Several reports have demonstrated an association between psoriasis and cardiovascular diseases such as hypertension, valvular disease and arrhythmia. However, the data is scarce. Forty-seven psoriasis patients and 20 healthy people underwent transthoracic echocardiographic examination including pulse- and tissue Doppler analysis and 24-h ambulatory electrocardiographic monitoring including heart rate variability (HRV) analysis. Patients having systemic hypertension, diabetes mellitus, history of structural or ischemic heart disease, chronic obstructive pulmonary disease and any associated systemic disease were excluded. Psoriasis Area and Severity Index (PASI) was calculated and severe psoriasis was defined in the case of history of hospitalizations for psoriasis and/or getting systemic therapy.

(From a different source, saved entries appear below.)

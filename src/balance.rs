//! Expand/shrink selection by structure

use crate::matcher::{ContentMatcher, CssMatcher, Direction, HtmlMatcher, Matcher};
use crate::span::Span;
use crate::syntax::SyntaxKind;
use crate::text;

/// Tag spans around `pos` in markup
///
/// Outward lists spans narrowest to widest; inward lists them widest to
/// narrowest and continues into the first child after `pos`.
pub fn balance(code: &str, pos: usize, direction: Direction, xml: bool) -> Vec<Span> {
    HtmlMatcher::new(xml).balanced(code, text::clamp_offset(code, pos), direction)
}

/// Rule and declaration spans around `pos` in a stylesheet
pub fn balance_css(code: &str, pos: usize, direction: Direction) -> Vec<Span> {
    CssMatcher.balanced(code, text::clamp_offset(code, pos), direction)
}

/// Balance with the matcher for a syntax kind
pub fn balance_for(
    kind: SyntaxKind,
    xml: bool,
    code: &str,
    pos: usize,
    direction: Direction,
) -> Vec<Span> {
    ContentMatcher::for_kind(kind, xml).balanced(code, text::clamp_offset(code, pos), direction)
}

Mean age of the patients was 35.7 +/- 12.9 years and disease duration was 123.2 +/- 84.3 (3-360) months. PASI ranged from 0.4 to 34.0 (mean +/- SD: 7.1 +/- 6.6) and 20 (42.6%) patients had severe psoriasis. There were no significant differences between psoriasis patients and control group with respect to mean values of blood pressure, body mass index, lipid profile and cardiac dimensions. However, frequency of being overweight was significantly higher in psoriasis patients (42.6 vs. 10.0%, P = 0.011). No patient had valvular disease. Mild pulmonary hypertension (PH) (30-40 mmHg) was significantly more frequent in psoriasis patients (31.9 vs. 0%, P = 0.003). Pulse wave mitral Doppler deceleration and isovolumetric relaxation times were significantly longer in psoriasis patients (195.9 +/- 29.7 vs. 191.6 +/- 14.7 ms, P = 0.002 and 91.6 +/- 14.7 vs. 79.6 +/- 10.5 ms, P = 0.001, respectively). However, frequency of diastolic dysfunction was not significantly different than the control group (8.5 vs. 0%, P = 0.309). HRV parameters and frequency of supraventricular and ventricular premature beats were not significantly different between the groups. No patient had ventricular tachycardia. Echocardiographic follow-up of psoriasis patients may be important due to possible association of PH. However, incidences of structural heart disease and arrythmia are not increased in psoriasis according to our results.